Abstract
Nowadays, mobile devices have been widely used worldwide and they have variable sensors. By using these sensors, many applications for instance navigation, healthcare, and human activity recognition (HAR) have been developed. The primary objective of this paper is to present a multi lightweight HAR method with high prediction performance. To implement this objective, novel pooling methodology is presented and it is called as tent pooling since pooling is processed using the variable size of blocks. 2 × 2, 3 × 3, 4 × 4, 5 × 5, 6 × 6, 7 × 7 and 8 × 8 sized non-overlapping blocks are used for pooling and maximum, minimum and average pooling methods. These pooling methods have been utilized as a feature generation model. The generated features are forwarded to the ReliefF feature selection method.

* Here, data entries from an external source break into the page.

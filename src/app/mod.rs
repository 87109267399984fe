//! Main application state and logic.
//!
//! This module contains the core `App` struct and its implementation,
//! organized into submodules:
//! - `state` - Application state structures
//! - `events` - Key handling per mode
//! - `layout` - Screen layout calculations
//! - `render` - UI rendering
//!
//! ## Application Modes
//!
//! The application moves through five modes (see [`AppMode`]): the idle
//! hero screen, the loading screen, the recipe view, the error banner,
//! and the celebration overlay. All transitions go through methods on
//! [`App`], so the state machine lives in one place and the tests can
//! drive it without a terminal.

pub mod events;
pub mod layout;
mod render;
pub mod state;

#[cfg(test)]
mod tests;

use std::sync::Arc;

use tokio::sync::mpsc;

use crate::llm::RecipeFetcher;
use crate::recipe::Recipe;
use crate::tui::Theme;

pub use self::state::{
    AppEvent, AppMode, HeroState, LoadingState, RecipePane, RecipeViewState, SearchState,
};

/// Channel buffer size for fetch events.
///
/// One request is outstanding at a time, so this never fills in practice;
/// the headroom just keeps `try_send` from ever failing.
const EVENT_CHANNEL_SIZE: usize = 16;

/// Main application state.
pub struct App {
    // =========================================================================
    // Shared State
    // =========================================================================
    /// Recipe fetcher, shared with spawned fetch tasks.
    fetcher: Arc<RecipeFetcher>,
    /// Theme for styling.
    pub(crate) theme: Theme,
    /// Current application mode.
    pub(crate) mode: AppMode,
    /// Should quit flag.
    should_quit: bool,

    // =========================================================================
    // Event Channel
    // =========================================================================
    /// Event receiver for fetch results.
    event_rx: mpsc::Receiver<AppEvent>,
    /// Event sender (cloned into fetch tasks).
    event_tx: mpsc::Sender<AppEvent>,
    /// Generation of the most recently accepted request. Completion events
    /// with any other generation are stale and get discarded.
    generation: u64,

    // =========================================================================
    // Component States
    // =========================================================================
    /// Dish-name search input.
    pub(crate) search: SearchState,
    /// Suggestion/category highlight on the hero screen.
    pub(crate) hero: HeroState,
    /// Loading animation state.
    pub(crate) loading: LoadingState,
    /// The recipe currently on screen, if any.
    pub(crate) recipe: Option<Recipe>,
    /// View state derived from `recipe` (checklist, stepper).
    pub(crate) view: Option<RecipeViewState>,
    /// Error message for the banner, if the last request failed.
    pub(crate) error: Option<String>,
}

impl App {
    /// Creates a new application instance around a fetcher.
    #[must_use]
    pub fn new(fetcher: RecipeFetcher) -> Self {
        let (event_tx, event_rx) = mpsc::channel(EVENT_CHANNEL_SIZE);
        Self {
            fetcher: Arc::new(fetcher),
            theme: Theme::default(),
            mode: AppMode::default(),
            should_quit: false,
            event_rx,
            event_tx,
            generation: 0,
            search: SearchState::default(),
            hero: HeroState::default(),
            loading: LoadingState::default(),
            recipe: None,
            view: None,
            error: None,
        }
    }

    /// Returns true if the application should quit.
    #[must_use]
    pub const fn should_quit(&self) -> bool {
        self.should_quit
    }

    /// Current application mode.
    #[must_use]
    pub const fn mode(&self) -> AppMode {
        self.mode
    }

    /// The recipe currently on screen.
    #[must_use]
    pub fn recipe(&self) -> Option<&Recipe> {
        self.recipe.as_ref()
    }

    /// The current error banner message.
    #[must_use]
    pub fn error(&self) -> Option<&str> {
        self.error.as_deref()
    }

    /// Gets a clone of the event sender (used by tests to inject events).
    #[must_use]
    pub fn event_sender(&self) -> mpsc::Sender<AppEvent> {
        self.event_tx.clone()
    }

    /// Requests application shutdown.
    pub fn quit(&mut self) {
        self.should_quit = true;
    }

    // =========================================================================
    // Search / Fetch
    // =========================================================================

    /// Submits the current search input.
    ///
    /// A no-op when the trimmed input is empty or a request is already in
    /// flight. Otherwise clears the previous result, enters `Loading`, and
    /// spawns the fetch task.
    pub fn submit_search(&mut self) {
        let dish = self.search.trimmed().to_string();
        if dish.is_empty() || self.mode.is_loading() {
            return;
        }

        self.begin_request(&dish);
    }

    /// Fills the search input with a suggestion and submits immediately.
    ///
    /// Shortcut used by the suggestion chips and category cards; it goes
    /// through the exact same transition as a manual submit.
    pub fn search_for(&mut self, dish: &str) {
        self.search.set_value(dish);
        self.submit_search();
    }

    /// Performs the loading transition and spawns the fetch task.
    fn begin_request(&mut self, dish: &str) {
        self.mode = AppMode::Loading;
        self.recipe = None;
        self.view = None;
        self.error = None;
        self.loading = LoadingState::default();
        self.hero.clear_highlight();
        self.generation = self.generation.wrapping_add(1);

        let generation = self.generation;
        let fetcher = Arc::clone(&self.fetcher);
        let tx = self.event_tx.clone();
        let dish = dish.to_string();

        tokio::spawn(async move {
            let event = match fetcher.fetch(&dish).await {
                Ok(recipe) => AppEvent::RecipeReady {
                    generation,
                    recipe: Box::new(recipe),
                },
                Err(err) => AppEvent::RecipeFailed {
                    generation,
                    message: err.to_string(),
                },
            };
            // The receiver only disappears on shutdown; nothing to do then.
            let _ = tx.send(event).await;
        });
    }

    /// Processes pending fetch events.
    pub fn process_events(&mut self) {
        while let Ok(event) = self.event_rx.try_recv() {
            if event.generation() != self.generation {
                // Stale completion from a superseded request.
                continue;
            }
            match event {
                AppEvent::RecipeReady { recipe, .. } => {
                    self.view = Some(RecipeViewState::new(&recipe));
                    self.recipe = Some(*recipe);
                    self.error = None;
                    self.mode = AppMode::Recipe;
                }
                AppEvent::RecipeFailed { message, .. } => {
                    self.error = Some(message);
                    self.mode = AppMode::Error;
                }
            }
        }
    }

    /// Processes periodic work (loading animation).
    ///
    /// Called once per event-loop iteration.
    pub fn tick(&mut self) {
        if self.mode.is_loading() {
            self.loading.tick();
        }
    }

    // =========================================================================
    // Flow Transitions
    // =========================================================================

    /// Shows the celebration overlay.
    ///
    /// Only reachable by acknowledging the last method step; the key
    /// handler enforces that.
    pub(crate) fn finish_cooking(&mut self) {
        self.mode = AppMode::Celebration;
    }

    /// Resets everything back to the idle hero screen.
    ///
    /// Dismissing the celebration lands here: recipe, view state, error
    /// and search term are all discarded.
    pub(crate) fn reset(&mut self) {
        self.mode = AppMode::Hero;
        self.recipe = None;
        self.view = None;
        self.error = None;
        self.search.clear();
        self.hero.clear_highlight();
    }

    /// Returns to the search flow, keeping the current term.
    ///
    /// Used from the recipe view and the error banner so the user can
    /// adjust the query and try again.
    pub(crate) fn back_to_search(&mut self) {
        self.mode = AppMode::Hero;
        self.recipe = None;
        self.view = None;
        self.error = None;
    }
}
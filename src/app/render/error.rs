//! Error banner rendering.

use ratatui::{
    Frame,
    layout::Alignment,
    text::{Line, Span},
    widgets::{Block, Borders, Paragraph, Wrap},
};

use crate::app::App;
use crate::app::layout::results_layout;

impl App {
    /// Renders the failure screen: live search bar plus the error banner.
    pub(crate) fn render_error(&self, frame: &mut Frame) {
        let layout = results_layout(frame.area());

        self.render_search_bar(frame, layout.search, true);

        let message = self.error.as_deref().unwrap_or("Something went wrong.");
        let banner = Paragraph::new(vec![
            Line::from(""),
            Line::from(Span::styled(
                "Oh no, the tadka didn't take!",
                self.theme.error_style(),
            )),
            Line::from(""),
            Line::from(Span::styled(message, self.theme.normal_style())),
            Line::from(""),
            Line::from(Span::styled(
                "Adjust the dish name and press Enter to try again.",
                self.theme.muted_style(),
            )),
        ])
        .alignment(Alignment::Center)
        .wrap(Wrap { trim: true })
        .block(
            Block::default()
                .borders(Borders::ALL)
                .border_style(self.theme.error_style())
                .title(" Error "),
        );
        frame.render_widget(banner, layout.body);

        self.render_footer(
            frame,
            layout.footer,
            &[("Enter", "Retry  "), ("Esc", "Back  "), ("Ctrl+C", "Quit")],
        );
    }
}
//! Checklist and stepper key-handling tests.

use ratatui::crossterm::event::KeyCode;

use super::helpers::*;
use crate::app::state::RecipePane;
use crate::app::AppMode;

#[test]
fn tab_switches_pane_focus() {
    let mut app = recipe_app();
    assert_eq!(app.view.as_ref().unwrap().focus, RecipePane::Ingredients);

    app.handle_key(key(KeyCode::Tab));
    assert_eq!(app.view.as_ref().unwrap().focus, RecipePane::Method);

    app.handle_key(key(KeyCode::Tab));
    assert_eq!(app.view.as_ref().unwrap().focus, RecipePane::Ingredients);
}

#[test]
fn space_checks_off_the_selected_ingredient() {
    let mut app = recipe_app();

    app.handle_key(key(KeyCode::Char(' ')));
    assert!(app.view.as_ref().unwrap().checked[0]);

    app.handle_key(key(KeyCode::Down));
    app.handle_key(key(KeyCode::Char(' ')));
    let view = app.view.as_ref().unwrap();
    assert!(view.checked[0]);
    assert!(view.checked[1]);
    assert!(!view.checked[2]);
}

#[test]
fn method_pane_starts_behind_the_cooking_gate() {
    let mut app = recipe_app();
    app.handle_key(key(KeyCode::Tab));
    assert!(!app.view.as_ref().unwrap().cooking);

    app.handle_key(key(KeyCode::Enter));
    let view = app.view.as_ref().unwrap();
    assert!(view.cooking, "Enter opens the guided flow");
    assert_eq!(view.step_index, 0);
}

#[test]
fn arrows_walk_the_steps_with_clamping() {
    let mut app = recipe_app();
    app.handle_key(key(KeyCode::Tab));
    app.handle_key(key(KeyCode::Enter)); // start cooking

    // Previous at the first step is a no-op
    app.handle_key(key(KeyCode::Left));
    assert_eq!(app.view.as_ref().unwrap().step_index, 0);

    app.handle_key(key(KeyCode::Right));
    assert_eq!(app.view.as_ref().unwrap().step_index, 1);

    app.handle_key(key(KeyCode::Right));
    assert_eq!(app.view.as_ref().unwrap().step_index, 2);

    // Next at the last step is a no-op (finish is Enter, not Right)
    app.handle_key(key(KeyCode::Right));
    assert_eq!(app.view.as_ref().unwrap().step_index, 2);

    app.handle_key(key(KeyCode::Left));
    assert_eq!(app.view.as_ref().unwrap().step_index, 1);
}

#[test]
fn finish_is_only_reachable_from_the_last_step() {
    let mut app = recipe_app();
    app.handle_key(key(KeyCode::Tab));
    app.handle_key(key(KeyCode::Enter)); // start cooking

    // Enter on a non-last step advances instead of finishing
    app.handle_key(key(KeyCode::Enter));
    assert_eq!(app.mode(), AppMode::Recipe);
    assert_eq!(app.view.as_ref().unwrap().step_index, 1);

    app.handle_key(key(KeyCode::Enter));
    assert_eq!(app.view.as_ref().unwrap().step_index, 2);

    // Now at the last step: Enter finishes
    app.handle_key(key(KeyCode::Enter));
    assert_eq!(app.mode(), AppMode::Celebration);
}

#[test]
fn tip_toggles_and_collapses_on_navigation() {
    let mut app = recipe_app();
    app.handle_key(key(KeyCode::Tab));
    app.handle_key(key(KeyCode::Enter)); // start cooking
    app.handle_key(key(KeyCode::Right)); // step 2 has a tip

    app.handle_key(key(KeyCode::Char('t')));
    assert!(app.view.as_ref().unwrap().tip_open);

    app.handle_key(key(KeyCode::Char('t')));
    assert!(!app.view.as_ref().unwrap().tip_open);

    app.handle_key(key(KeyCode::Char('t')));
    app.handle_key(key(KeyCode::Left));
    assert!(
        !app.view.as_ref().unwrap().tip_open,
        "stepping collapses an open tip"
    );
}

#[test]
fn celebration_dismiss_resets_to_hero() {
    let mut app = recipe_app();
    app.handle_key(key(KeyCode::Tab));
    app.handle_key(key(KeyCode::Enter));
    app.handle_key(key(KeyCode::Enter));
    app.handle_key(key(KeyCode::Enter));
    app.handle_key(key(KeyCode::Enter)); // finish on the last step
    assert_eq!(app.mode(), AppMode::Celebration);

    app.handle_key(key(KeyCode::Enter));

    assert_eq!(app.mode(), AppMode::Hero);
    assert!(app.recipe().is_none());
    assert!(app.view.is_none());
    assert_eq!(app.search.value(), "", "reset clears the search term");
}

#[test]
fn slash_returns_to_search_keeping_the_term() {
    let mut app = recipe_app();
    app.search.set_value("Palak Paneer");

    app.handle_key(key(KeyCode::Char('/')));

    assert_eq!(app.mode(), AppMode::Hero);
    assert!(app.recipe().is_none());
    assert_eq!(
        app.search.value(),
        "Palak Paneer",
        "the term survives for editing"
    );
}

#[test]
fn error_mode_keeps_the_search_input_live() {
    let mut app = recipe_app();
    app.mode = AppMode::Error;
    app.error = Some("model unavailable".to_string());
    app.search.set_value("Palak");

    type_text(&mut app, " Paneer");
    assert_eq!(app.search.value(), "Palak Paneer");

    app.handle_key(key(KeyCode::Backspace));
    assert_eq!(app.search.value(), "Palak Panee");
}

#[test]
fn hero_highlight_walks_chips_then_categories() {
    let mut app = test_app();

    // Walk past the six chips into the category cards
    for _ in 0..7 {
        app.handle_key(key(KeyCode::Down));
    }
    assert_eq!(app.hero.highlighted, Some(6));

    app.handle_key(key(KeyCode::Esc));
    assert_eq!(app.hero.highlighted, None, "Esc clears the highlight");
}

ReliefF is a weight-based feature selector and uses Manhattan distance based fitness function. By using relief, the weights of the features are calculated and the negative weighted features are eliminated. This operation is named positive weighted feature selection. The selected positive weighted features are classified using a cubic support vector machine (SVM). To test the proposed method, a publicly and freely published HAR dataset is used. There are 6 activities in the used dataset. Also, the results of the proposed method were compared to other state of art methods. The best accuracy rate of the proposed tent pooling based HAR method was calculated as 99.81% using the average pooling. This results clearly prove that the success of the proposed tent pooling based method. The proposed method is also simple and effective. It has the highest success rates among the selected state-art-of HAR methods.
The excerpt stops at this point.